Si vous vous sentez coupable de vos attitudes négatives ou conflictuelles, alors, évidemment, votre interprétation de ce que je dis sera morale, mais si vous essayez simple-ment de comparer les deux types d’attitudes possibles, votre discernement et votre bon sens naturels vous diront qu’il existe un niveau d’évolution psychologique, ou même spirituelle, différent selon que vous réagissez avec maturité, compréhension, sérénité et droiture ou avec l’immaturité de la colère, de la peur, du découragement ou de la volonté de dominer… Mais chacun, tout en restant libre de sa réaction, montre, à travers ses attitudes, son niveau d’humanité réelle et son niveau de perception éthique.
Q : La plupart des spectateurs n’ont peut-être pas ce niveau… ou encore qu’en est-il des enfants ou des adolescents ?
C’est bien la raison pour laquelle il est telle-ment important que nous leur proposions une vision alternative… Quant aux enfants et aux adolescents, il est normal qu’ils n’aient pas ce niveau car il s’agit bien d’un niveau de maturité qui s’acquiert par un apprentis-sage ou par l’exemple donné par les parents ou les éducateurs… ou après une profonde réflexion personnelle.
Q : Ceci signifie qu’au-delà de l’élément artistique, vous considérez le film comme le véhicule d’un enseignement ?
Oui, celui d’une éthique de la paix, de l’amour et de la sagesse dans l’intelligence.

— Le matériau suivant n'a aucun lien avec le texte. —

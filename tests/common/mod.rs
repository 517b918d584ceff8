//! Shared test doubles for integration tests

#![allow(dead_code)]

use async_trait::async_trait;
use composable_rag::errors::{OperationError, RagError, Result};
use composable_rag::pipeline::{ExecutionContext, FnOperation, Operation};
use composable_rag::services::{GraphClient, InMemoryIndex, LanguageModel};
use serde_json::{json, Value};
use std::sync::atomic::{AtomicBool, AtomicUsize, Ordering};
use std::sync::{Arc, Mutex};
use std::time::Duration;

/// Language model that answers by prompt shape and can be switched off
#[derive(Default)]
pub struct ScriptedLlm {
    down: AtomicBool,
    calls: AtomicUsize,
}

impl ScriptedLlm {
    pub fn healthy() -> Arc<Self> {
        Arc::new(Self::default())
    }

    pub fn set_down(&self, down: bool) {
        self.down.store(down, Ordering::SeqCst);
    }

    pub fn calls(&self) -> usize {
        self.calls.load(Ordering::SeqCst)
    }
}

#[async_trait]
impl LanguageModel for ScriptedLlm {
    async fn generate(&self, prompt: &str) -> Result<String> {
        self.calls.fetch_add(1, Ordering::SeqCst);
        if self.down.load(Ordering::SeqCst) {
            return Err(RagError::Generic("connection refused".to_string()));
        }

        let reply = if prompt.ends_with("KEYWORDS:") {
            "Huawei, Ren Zhengfei"
        } else if prompt.ends_with("Gremlin:") {
            "g.V().has('name','Huawei').bothE().otherV().path()"
        } else if prompt.ends_with("Answer:") {
            "Huawei was founded by Ren Zhengfei in 1987."
        } else {
            "L1"
        };
        Ok(reply.to_string())
    }
}

/// Graph client returning fixed paths and recording every query
#[derive(Default)]
pub struct StaticGraph {
    pub queries: Mutex<Vec<String>>,
}

#[async_trait]
impl GraphClient for StaticGraph {
    async fn query(&self, gremlin: &str) -> Result<Value> {
        self.queries.lock().unwrap().push(gremlin.to_string());
        Ok(json!(["Huawei -> founded_by -> Ren Zhengfei"]))
    }
}

pub fn sample_index() -> InMemoryIndex {
    InMemoryIndex::from_documents(vec![
        ("d1", "Huawei was founded in 1987 by Ren Zhengfei"),
        ("d2", "Shenzhen is a city in Guangdong"),
        ("d3", "Huawei headquarters are in Shenzhen"),
    ])
}

/// Step that sleeps for `delay` and reports its name
pub fn slow_step(name: &'static str, delay: Duration) -> Arc<dyn Operation> {
    Arc::new(FnOperation::new(name, move |_ctx: ExecutionContext| async move {
        tokio::time::sleep(delay).await;
        Ok::<_, OperationError>(json!({ "answer": name }))
    }))
}

pub fn ok_step(name: &'static str, value: Value) -> Arc<dyn Operation> {
    Arc::new(FnOperation::new(name, move |_ctx: ExecutionContext| {
        let value = value.clone();
        async move { Ok::<_, OperationError>(value) }
    }))
}

pub fn failing_step(name: &'static str, reason: &'static str) -> Arc<dyn Operation> {
    Arc::new(FnOperation::new(name, move |_ctx: ExecutionContext| async move {
        Err::<Value, _>(OperationError::new(reason))
    }))
}

/// Step that sleeps for `delay` and then fails with `reason`
pub fn slow_failing_step(
    name: &'static str,
    delay: Duration,
    reason: &'static str,
) -> Arc<dyn Operation> {
    Arc::new(FnOperation::new(name, move |_ctx: ExecutionContext| async move {
        tokio::time::sleep(delay).await;
        Err::<Value, _>(OperationError::new(reason))
    }))
}
//! Vector retrieval and its keyword fallback

use crate::errors::{OperationError, RagError};
use crate::pipeline::context::{ExecutionContext, QUERY_KEY};
use crate::pipeline::operation::{Operation, OperationResult};
use crate::pipeline::operations::{entities_from, KEYWORD_MATCH, VECTOR_QUERY};
use crate::services::{ServiceRegistry, VECTOR_INDEX};
use async_trait::async_trait;

/// Documents returned when no `top_k` is given
pub const DEFAULT_TOP_K: usize = 5;

/// Similarity search on the question text
#[derive(Debug)]
pub struct VectorQuery {
    top_k: usize,
}

impl VectorQuery {
    pub fn new(top_k: usize) -> Self {
        Self { top_k: top_k.max(1) }
    }
}

impl Default for VectorQuery {
    fn default() -> Self {
        Self::new(DEFAULT_TOP_K)
    }
}

#[async_trait]
impl Operation for VectorQuery {
    fn name(&self) -> &str {
        VECTOR_QUERY
    }

    fn required_services(&self) -> Vec<&'static str> {
        vec![VECTOR_INDEX]
    }

    async fn execute(
        &self,
        context: &ExecutionContext,
        services: &ServiceRegistry,
    ) -> OperationResult {
        let query = context
            .query()
            .ok_or_else(|| OperationError::missing_input(QUERY_KEY))?;
        let index = services.vector(VECTOR_INDEX)?;

        let documents = index.search(query, self.top_k).await?;
        tracing::debug!(hits = documents.len(), "vector search finished");

        Ok(serde_json::to_value(documents).map_err(RagError::from)?)
    }
}

/// Keyword search over the same index using extracted entities
#[derive(Debug)]
pub struct KeywordMatch {
    top_k: usize,
}

impl KeywordMatch {
    pub fn new(top_k: usize) -> Self {
        Self { top_k: top_k.max(1) }
    }
}

impl Default for KeywordMatch {
    fn default() -> Self {
        Self::new(DEFAULT_TOP_K)
    }
}

#[async_trait]
impl Operation for KeywordMatch {
    fn name(&self) -> &str {
        KEYWORD_MATCH
    }

    fn required_services(&self) -> Vec<&'static str> {
        vec![VECTOR_INDEX]
    }

    async fn execute(
        &self,
        context: &ExecutionContext,
        services: &ServiceRegistry,
    ) -> OperationResult {
        let index = services.vector(VECTOR_INDEX)?;

        let keywords = entities_from(context);
        if keywords.is_empty() {
            return Err(OperationError::new("no keywords to match"));
        }

        let documents = index.keyword_search(&keywords, self.top_k).await?;
        Ok(serde_json::to_value(documents).map_err(RagError::from)?)
    }
}
//! Composable RAG pipelines
//!
//! A [`Pipeline`] is an ordered chain of micro-operations sharing one
//! [`ExecutionContext`]. Each step may carry a lighter fallback that the
//! executor substitutes when the [`DegradationManager`](crate::degradation::DegradationManager)
//! reports the step as degraded, or retries once when the primary fails.

pub mod builder;
pub mod context;
pub mod executor;
pub mod operation;
pub mod operations;
pub mod report;

pub use builder::PipelineBuilder;
pub use context::{result_key, ExecutionContext};
pub use executor::Pipeline;
pub use operation::{FnOperation, Operation, OperationResult, PipelineStep};
pub use report::{DegradationEvent, ExecutionReport, RunStatus};
//! Error types for composable-rag
//!
//! Step-level failures are reported as [`OperationError`] and absorbed by the
//! pipeline executor. Everything that crosses a component boundary is a
//! [`RagError`].

use thiserror::Error;

/// Failure of a single micro-operation.
///
/// Recoverable: the executor turns it into a degradation record and, when
/// one is registered, a fallback attempt.
#[derive(Error, Debug, Clone, PartialEq, Eq)]
#[error("{reason}")]
pub struct OperationError {
    pub reason: String,
}

impl OperationError {
    pub fn new(reason: impl Into<String>) -> Self {
        Self {
            reason: reason.into(),
        }
    }

    /// Missing input key in the execution context
    pub fn missing_input(key: &str) -> Self {
        Self::new(format!("missing context value '{}'", key))
    }

    /// Missing named service in the registry
    pub fn missing_service(name: &str) -> Self {
        Self::new(format!("service '{}' is not registered", name))
    }
}

impl From<RagError> for OperationError {
    fn from(err: RagError) -> Self {
        OperationError::new(err.to_string())
    }
}

/// Main error type for the RAG core
#[derive(Error, Debug)]
pub enum RagError {
    /// A single step failed and the failure escaped the executor
    #[error("Operation '{operation}' failed: {reason}")]
    Operation { operation: String, reason: String },

    /// Pipeline halted after exhausting fallback options
    #[error("Pipeline aborted at '{operation}': {reason}")]
    PipelineAborted { operation: String, reason: String },

    /// Pipeline definition is unusable
    #[error("Invalid pipeline: {0}")]
    InvalidPipeline(String),

    /// Task exceeded its wait+run ceiling
    #[error("Task timed out after {duration_ms}ms")]
    TaskTimeout { duration_ms: u64 },

    /// Task was cancelled (preemption or shutdown)
    #[error("Task cancelled: {reason}")]
    TaskCancelled { reason: String },

    /// Unknown task id
    #[error("Task not found: {0}")]
    TaskNotFound(String),

    /// Scheduler no longer accepts work
    #[error("Scheduler is shut down")]
    SchedulerShutdown,

    /// Task status transition rejected by the result store
    #[error("Invalid task transition from {from} to {to}")]
    InvalidTransition { from: String, to: String },

    /// External intent classifier failed
    #[error("Intent classification failed: {0}")]
    Classification(String),

    /// Configuration errors
    #[error("Configuration error: {0}")]
    Config(String),

    /// HTTP client errors
    #[error("HTTP request failed: {0}")]
    Http(#[from] reqwest::Error),

    /// Serialization errors
    #[error("Serialization error: {0}")]
    Serialization(#[from] serde_json::Error),

    /// I/O errors
    #[error("I/O error: {0}")]
    Io(#[from] std::io::Error),

    /// Generic errors with context
    #[error("{0}")]
    Generic(String),
}

impl RagError {
    /// Scheduler-level terminal errors the caller may resubmit after
    pub fn is_cancellation(&self) -> bool {
        matches!(
            self,
            RagError::TaskCancelled { .. } | RagError::TaskTimeout { .. }
        )
    }
}

/// Result type alias for RAG core operations
pub type Result<T> = std::result::Result<T, RagError>;

impl From<anyhow::Error> for RagError {
    fn from(err: anyhow::Error) -> Self {
        RagError::Generic(err.to_string())
    }
}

Q : Selon vous, le cinéma ne pourrait plus être un divertissement ?
Bien au contraire, tout l’art du réalisateur sera de transmettre le message tout en divertissant les spectateurs. De plus, il existe de nombreux genres au cinéma et je ne vous cache pas que j’aime autant les films burlesques que les films d’aventure ou les films d’auteur. Mais vous savez, il existe une véritable “science des impressions” que l’on fait aux autres… Soit on montre son opposition par l’agressivité ou le conflit, le ressentiment ou l’ironie, soit on exprime cette opposition par l’affirmation sereine de son opinion et l’écoute respectueuse et tolérante de l’autre : ces deux dernières attitudes étant certainement le chemin le plus sûr vers une conciliation.Toute la difficulté de notre film est de suggérer ce niveau mature et non le niveau plus ordinaire afin que les spectateurs s’identifient au meilleur en eux.Mais pour en savoir davantage, je vous propose d’interviewer Franck Flanquart, le réalisateur.
Je n’y manquerai pas, car vous avez éveillé quelque chose en moi qui va au-delà de la simple curiosité. Monsieur Lahore, merci pour cet entretien.